In Brazzaville, I stayed in a guest room at INCEF’s headquarters, located in the Centreville neighborhood. The experience of studying human beings in their natural settings almost never goes completely smoothly, and this trip was no exception. INCEF’s Executive Director had intended in be in Brazzaville to meet me, but she was delayed several weeks and did not arrive until I had been there almost four weeks. The project that I had planned to observe was on hold due to lack of funds, and many of the activities that I had hoped to observe were likewise delayed or suspended. All of this provided me with the chance to explore Brazzaville and observe daily life there, to have longer conversations with INCEF’s staff, and to study their library of public health and conservation films in greater detail. The realities of living and working in a developing country, with inconsistent electrical supply, running water, and internet service also provided important background context to help me understand the structural barriers INCEF faces in their work every day.
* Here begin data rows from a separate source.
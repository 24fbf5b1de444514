//! Statement AST

use crate::value::{Path, Value};

#[derive(Debug, Clone, Copy, PartialEq, Eq)]
pub enum BinOp {
    Eq,
    Neq,
    Lt,
    Lte,
    Gt,
    Gte,
}

#[derive(Debug, Clone, Copy, PartialEq, Eq)]
pub enum LogOp {
    And,
    Or,
}

/// A literal value as written in the statement text. Arrays/objects carry
/// nested `Expr`s (not raw `Value`s) so a parameter can appear inside a
/// composite literal, e.g. `array_contains_any(arrstr, [@p7])`.
#[derive(Debug, Clone, PartialEq)]
pub enum Literal {
    Null,
    Bool(bool),
    Int(i64),
    Float(f64),
    Str(String),
    Array(Vec<Expr>),
    Object(Vec<(String, Expr)>),
}

#[derive(Debug, Clone, PartialEq)]
pub enum Expr {
    Literal(Literal),
    Field(Path),
    /// `@name` placeholder; resolved by the binder before evaluation.
    Param(String),
    Not(Box<Expr>),
    Logical(Box<Expr>, LogOp, Box<Expr>),
    Compare(Box<Expr>, BinOp, Box<Expr>),
    In {
        expr: Box<Expr>,
        list: Vec<Expr>,
        negated: bool,
    },
    Between {
        expr: Box<Expr>,
        low: Box<Expr>,
        high: Box<Expr>,
    },
    Call {
        name: String,
        args: Vec<Expr>,
    },
}

impl Expr {
    pub fn literal(v: Value) -> Self {
        Expr::Literal(literal_from_value(v))
    }
}

fn literal_from_value(v: Value) -> Literal {
    match v {
        Value::Null => Literal::Null,
        Value::Bool(b) => Literal::Bool(b),
        Value::Int(i) => Literal::Int(i),
        Value::Float(f) => Literal::Float(f),
        Value::String(s) => Literal::Str(s),
        Value::Bytes(b) => Literal::Str(crate::value::Value::Bytes(b).to_string()),
        Value::Array(a) => Literal::Array(a.into_iter().map(|x| Expr::literal(x)).collect()),
        Value::Object(m) => {
            Literal::Object(m.into_iter().map(|(k, v)| (k, Expr::literal(v))).collect())
        }
    }
}

/// Projection clause of a SELECT/QUERY.
#[derive(Debug, Clone, PartialEq)]
pub enum Select {
    All,
    Fields(Vec<Path>),
    Param(String),
}

#[derive(Debug, Clone, Copy, PartialEq, Eq)]
pub enum SortDirection {
    Asc,
    Desc,
}

#[derive(Debug, Clone, PartialEq)]
pub struct OrderTerm {
    pub path: Path,
    pub direction: SortDirection,
}

#[derive(Debug, Clone, PartialEq)]
pub enum OrderByClause {
    Terms(Vec<OrderTerm>),
    Param(String),
}

impl Default for OrderByClause {
    fn default() -> Self {
        OrderByClause::Terms(Vec::new())
    }
}

/// The SELECT/QUERY/COUNT clause body: projection, predicate, ordering,
/// and pagination.
#[derive(Debug, Clone, PartialEq, Default)]
pub struct QueryClause {
    pub select: Option<Select>,
    pub where_: Option<Expr>,
    pub order_by: OrderByClause,
    pub limit: Option<u64>,
    pub offset: Option<u64>,
}

/// An UPDATE SET mutator.
#[derive(Debug, Clone, PartialEq)]
pub enum Mutator {
    Put(Expr),
    Insert(Expr),
    Delete,
    Increment(Expr),
    Move(Path),
    Append(Expr),
    ArrayUnion(Expr),
    ArrayRemove(Expr),
}

#[derive(Debug, Clone, PartialEq)]
pub struct Assignment {
    pub path: Path,
    pub mutator: Mutator,
}

#[derive(Debug, Clone, PartialEq)]
pub enum SetClause {
    Assignments(Vec<Assignment>),
    Param(String),
}

#[derive(Debug, Clone, Copy, PartialEq, Eq)]
pub enum Returning {
    Old,
    New,
}

#[derive(Debug, Clone, PartialEq)]
pub enum ReturningClause {
    Fixed(Returning),
    Param(String),
}

/// A single PUT/UPDATE/DELETE, either top-level or inside a BATCH/TRANSACT
/// block. `collection` carries the optional `INTO`/`FROM` override.
#[derive(Debug, Clone, PartialEq)]
pub enum DataOp {
    Put {
        value: Expr,
        where_: Option<Expr>,
        returning: Option<ReturningClause>,
        collection: Option<String>,
    },
    Update {
        key: Expr,
        set: SetClause,
        where_: Option<Expr>,
        returning: Option<ReturningClause>,
        collection: Option<String>,
    },
    Delete {
        key: Expr,
        where_: Option<Expr>,
        returning: Option<ReturningClause>,
        collection: Option<String>,
    },
}

#[derive(Debug, Clone, PartialEq)]
pub enum BlockVerb {
    Batch,
    Transact,
}

#[derive(Debug, Clone, PartialEq)]
pub struct Block {
    pub verb: BlockVerb,
    pub ops: Vec<DataOp>,
}

/// A fully parsed statement: one production of the statement grammar.
#[derive(Debug, Clone, PartialEq)]
pub enum Statement {
    /// Bare `WHERE ...` / explicit `SELECT ...` / `QUERY ...`.
    Select(QueryClause),
    Get {
        key: Expr,
        select: Option<Select>,
    },
    Count(QueryClause),
    Data(DataOp),
    Block(Block),
}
My first weeks of observations and interviews with INCEF staff, and with individuals from other organizations such as the Wildlife Conservation Society that partner with INCEF in Brazzaville, provided me with a preliminary set of data to analyze, and important context for my later observations in the field. After four weeks in Brazzaville, I traveled north to the town of Impfondo, where I met with two of INCEF’s educators to prepare for a trip out to the village of Makolongoulou to screen several INCEF films as part of their work on violence prevention and public health with UNICEF. I conducted observations at a number of INCEF film screenings and at the facilitated discussions that followed, both in the village and in Impfondo. This trip gave me the opportunity to see INCEF’s communication methodology in practice, and added a great deal of information to the data I had collected through earlier interviews. From Impfondo, I returned to Brazzaville to conduct a few final interviews and prepare to return to Seattle.

Louisa & Mika-sm

Further research activities
Back in Seattle, I have continued to pursue new contacts and find connections with researchers doing similar work. Perhaps unsurprisingly, I have found that many more people are interested in talking with me now that I have completed an initial field study, and I have begun to develop several promising contacts at the University of Washington in the departments of Anthropology and Computer Science and Engineering. I have written a paper based on my preliminary research findings, and submitted it to the NCA conference. I am also developing a project in collaboration with Public Health-Seattle & King County and the Masters of Communication in Communities & Networks program at UW. I will lead a year-long graduate student practicum to apply some of the communication methodologies used by INCEF – video, facilitated discussion, local perspectives and languages – to the task of reaching the many different cultural and language communities around King County, Washington with public health messages.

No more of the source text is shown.